13.3.13

O dever do cepticismo

Tenho andado a ler esta biografia de Soares a qual, por vezes, me arranca enormes sorrisos. Ainda vou por alturas das eleições para a constituinte, em Abril de 1975, e Joaquim Vieira, pelo recurso a depoimentos certeiros, de facto reconstitui um percurso notável tanto pela persistência quanto, sobretudo, pela contingência. Ficamos a saber que se dormia a sono solto nos longos conselhos de ministros do "gonçalvismo" (Vasco Gonçalves, pelos vistos, não abdicava da sua sesta e prolongava a coisa até madrugada sem que antes não dormisse mais um bocadinho), que Soares foi "identificado" por seguranças privados da facção esquerdista do PS antes de poder entrar no congresso de 74 na Aula Magna («Vão bardamerda mais a identificação, seus cabrões. Identifiquem-se vocês. Não os conheço de lado nenhum») ou que Medeiros Ferreira, ainda na "tropa", foi convidado para ministro da educação depois da saída abrupta de Magalhães Godinho e recusou. Medeiros, aliás, foi dos poucos que ao longo destes anos todos conseguiu sempre bilateralizar as conversas com Soares ("conversa bilateral" é o termo usado por Medeiros para classificar a primeira aproximação do futuro secretário-geral do PS). Isto tudo para chegar a Mário Mesquita, outra das "fontes" do livro, um compagnon de route de Soares que nunca prescindiu, como Medeiros, da sua liberdade crítica.
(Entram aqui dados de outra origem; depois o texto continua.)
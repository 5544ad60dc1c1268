use super::newtypes::{ArticleId, CommentId};
use serde::{Deserialize, Serialize};

/// Published whenever the discussion of an article changes, so that every open view can
/// refresh itself.
#[derive(Clone, Debug, Serialize, Deserialize, PartialEq)]
pub struct CommentEvent {
    pub article_id: ArticleId,
    pub comment_id: CommentId,
    pub kind: CommentEventKind,
}

#[derive(Clone, Copy, Debug, Serialize, Deserialize, PartialEq, Eq)]
#[serde(rename_all = "snake_case")]
pub enum CommentEventKind {
    Created,
    Deleted,
    Voted,
}
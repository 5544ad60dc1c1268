use super::PgStore;
use crate::{
    common::interaction::{Interaction, InteractionForm, InteractionQuery},
    error::BackendResult,
    impls::InteractionStore,
    schema::interaction,
};
use diesel::{ExpressionMethods, QueryDsl, RunQueryDsl, SelectableHelper, insert_into};
use std::ops::DerefMut;

impl InteractionStore for PgStore {
    fn log_interaction(&self, form: InteractionForm) -> BackendResult<Interaction> {
        let mut conn = self.conn()?;
        Ok(insert_into(interaction::table)
            .values(form)
            .returning(Interaction::as_returning())
            .get_result(conn.deref_mut())?)
    }

    fn list_interactions(&self, query: &InteractionQuery) -> BackendResult<Vec<Interaction>> {
        let mut conn = self.conn()?;
        let mut sql = interaction::table
            .select(Interaction::as_select())
            .order_by(interaction::timestamp.asc())
            .into_boxed();
        if let Some(study_id) = query.study_id {
            sql = sql.filter(interaction::study_id.eq(study_id));
        }
        if let Some(article_id) = query.article_id {
            sql = sql.filter(interaction::article_id.eq(article_id));
        }
        if let Some(action) = &query.action {
            sql = sql.filter(interaction::action.eq(action));
        }
        if let Some(from) = query.from {
            sql = sql.filter(interaction::timestamp.ge(from));
        }
        if let Some(to) = query.to {
            sql = sql.filter(interaction::timestamp.le(to));
        }
        Ok(sql.get_results(conn.deref_mut())?)
    }
}
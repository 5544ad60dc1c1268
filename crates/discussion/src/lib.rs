//! Comment tree logic which doesnt touch storage or the network: editing a tree held in
//! memory, flattening trees into rows for the research dashboard, the vote state machine,
//! and the export formats.

pub mod export;
pub mod flatten;
pub mod mutate;
pub mod responses;
pub mod voting;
Foi um título dele, de 1978, salvo erro, quando era director do Diário de Notícias, que resumiu as tormentas de Soares primeiro-ministro perante um pujante presidente Eanes que o removeu: "Deus não dorme". Soares também não e Mesquita acabaria por deixar a direcção do jornal porque, famosamente, as coisas em geral começam e acabam no umbigo mimado de Soares como esta biografia bem atesta. Por isso não estranho que Mesquita intitule o seu mais recente livro como O Estranho Dever do Cepticismo (Tinta da China, 2013). Escreve, a propósito, Medeiros Ferreira que Mesquita «viu-se envolvido desde cedo no compromisso com a luta tenazmente filosófica pela liberdade dos outros e de si próprio num país velhacamente descrente de tudo que o faça progredir.» Nesta matéria, de facto, não avançámos por aí além. Mas o que avançámos a esta geração de cépticos alguma coisa devemos.